In Silico Labeling: Predicting Fluorescent Labels in Unlabeled Images

Eric Christiansen
Mike Ando
Ashkan Javaherian
Gaia Skibinski
Scott Lipnick
Elliot Mount
Alison O'Neil
Kevan Shah
Alicia K. Lee
Piyush Goyal
Liam Fedus
Andre Esteva
Lee Rubin
Steven Finkbeiner
Cell (2018)

Abstract

Imaging is a central method in life sciences, and the drive to extract information from microscopy approaches has led to methods to fluorescently label specific cellular constituents. However, the specificity of fluorescent labels varies, labeling can confound biological measurements, and spectral overlap limits the number of labels to a few that can be resolved simultaneously. Here, we developed a deep learning computational approach called “in silico labeling (ISL)” that reliably infers information from unlabeled biological samples that would normally require invasive labeling. ISL predicts different labels in multiple cell types from independent laboratories.
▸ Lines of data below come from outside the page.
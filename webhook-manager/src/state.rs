use serde_json::Value;
use std::collections::HashMap;
use std::sync::Arc;
use tokio::sync::{watch, RwLock};

use crate::config::ManagerConfig;
use crate::notify::{Notice, Notification, NotificationCenter};
use crate::registry::Registry;
use crate::storage::FileStore;
use crate::transport::{SimulatedTransport, Transport};

/// State shared between the request loop and deferred test tasks.
/// `None` until the host sends `initialize`.
pub type SharedState = Arc<RwLock<Option<AppState>>>;

pub fn new_shared_state() -> SharedState {
    Arc::new(RwLock::new(None))
}

/// Event queued for the host, published before the next request is handled.
#[derive(Debug, Clone)]
pub struct HostEvent {
    pub event_type: String,
    pub subject: String,
    pub data: Value,
}

/// Cancellation handle for an in-flight test-send.
struct PendingTest {
    ticket: u64,
    cancel: watch::Sender<bool>,
}

pub struct AppState {
    pub config: ManagerConfig,
    pub registry: Registry,
    pub notifications: NotificationCenter,
    pub transport: Arc<dyn Transport>,
    /// In-flight tests keyed by webhook id.
    pending_tests: HashMap<String, PendingTest>,
    next_ticket: u64,
    pending_events: Vec<HostEvent>,
}

impl AppState {
    pub fn new(config: ManagerConfig, registry: Registry, transport: Arc<dyn Transport>) -> Self {
        let notifications = NotificationCenter::new(config.notification_ttl());
        Self {
            config,
            registry,
            notifications,
            transport,
            pending_tests: HashMap::new(),
            next_ticket: 1,
            pending_events: Vec::new(),
        }
    }

    /// Open the on-disk registry described by `config`.
    ///
    /// A slot that fails to load is logged and treated as empty.
    pub fn initialize(config: ManagerConfig) -> Self {
        let store = FileStore::new(config.data_dir.clone());
        let mut registry = Registry::with_key(Box::new(store), config.storage_key.clone());

        if let Err(e) = registry.load() {
            tracing::warn!(error = %e, data_dir = %config.data_dir.display(), "failed to load webhooks, starting empty");
        }
        if config.seed_samples {
            if let Err(e) = registry.seed_samples_if_empty() {
                tracing::warn!(error = %e, "failed to seed sample webhooks");
            }
        }

        let transport = Arc::new(SimulatedTransport::new(config.test_delay()));
        tracing::info!(
            data_dir = %config.data_dir.display(),
            webhooks = registry.len(),
            "webhook manager initialized"
        );
        Self::new(config, registry, transport)
    }

    pub fn notify(&mut self, notice: Notice) -> Notification {
        self.notifications.push(notice)
    }

    /// Track a new test for `webhook_id`, cancelling any earlier one.
    pub fn register_test(&mut self, webhook_id: &str) -> (u64, watch::Receiver<bool>) {
        self.cancel_test(webhook_id);
        let ticket = self.next_ticket;
        self.next_ticket += 1;
        let (cancel, cancel_rx) = watch::channel(false);
        self.pending_tests
            .insert(webhook_id.to_string(), PendingTest { ticket, cancel });
        (ticket, cancel_rx)
    }

    /// Stop the in-flight test for `webhook_id`, if any.
    pub fn cancel_test(&mut self, webhook_id: &str) -> bool {
        match self.pending_tests.remove(webhook_id) {
            Some(pending) => {
                let _ = pending.cancel.send(true);
                tracing::debug!(webhook_id, ticket = pending.ticket, "pending test cancelled");
                true
            }
            None => false,
        }
    }

    /// Release the slot held by `ticket`. False if the test was cancelled
    /// or superseded in the meantime.
    pub fn finish_test(&mut self, webhook_id: &str, ticket: u64) -> bool {
        match self.pending_tests.get(webhook_id) {
            Some(pending) if pending.ticket == ticket => {
                self.pending_tests.remove(webhook_id);
                true
            }
            _ => false,
        }
    }

    pub fn cancel_all_tests(&mut self) {
        for (_, pending) in self.pending_tests.drain() {
            let _ = pending.cancel.send(true);
        }
    }

    pub fn pending_test_count(&self) -> usize {
        self.pending_tests.len()
    }

    pub fn publish(&mut self, event: HostEvent) {
        self.pending_events.push(event);
    }

    pub fn take_events(&mut self) -> Vec<HostEvent> {
        std::mem::take(&mut self.pending_events)
    }
}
It makes cell type predictions by integrating in silico labels, and is not limited by spectral overlap. The network learned generalized features, enabling it to solve new problems with small training datasets. Thus, ISL provides biological insights from images of unlabeled samples for negligible additional cost that would be undesirable or impossible to measure directly.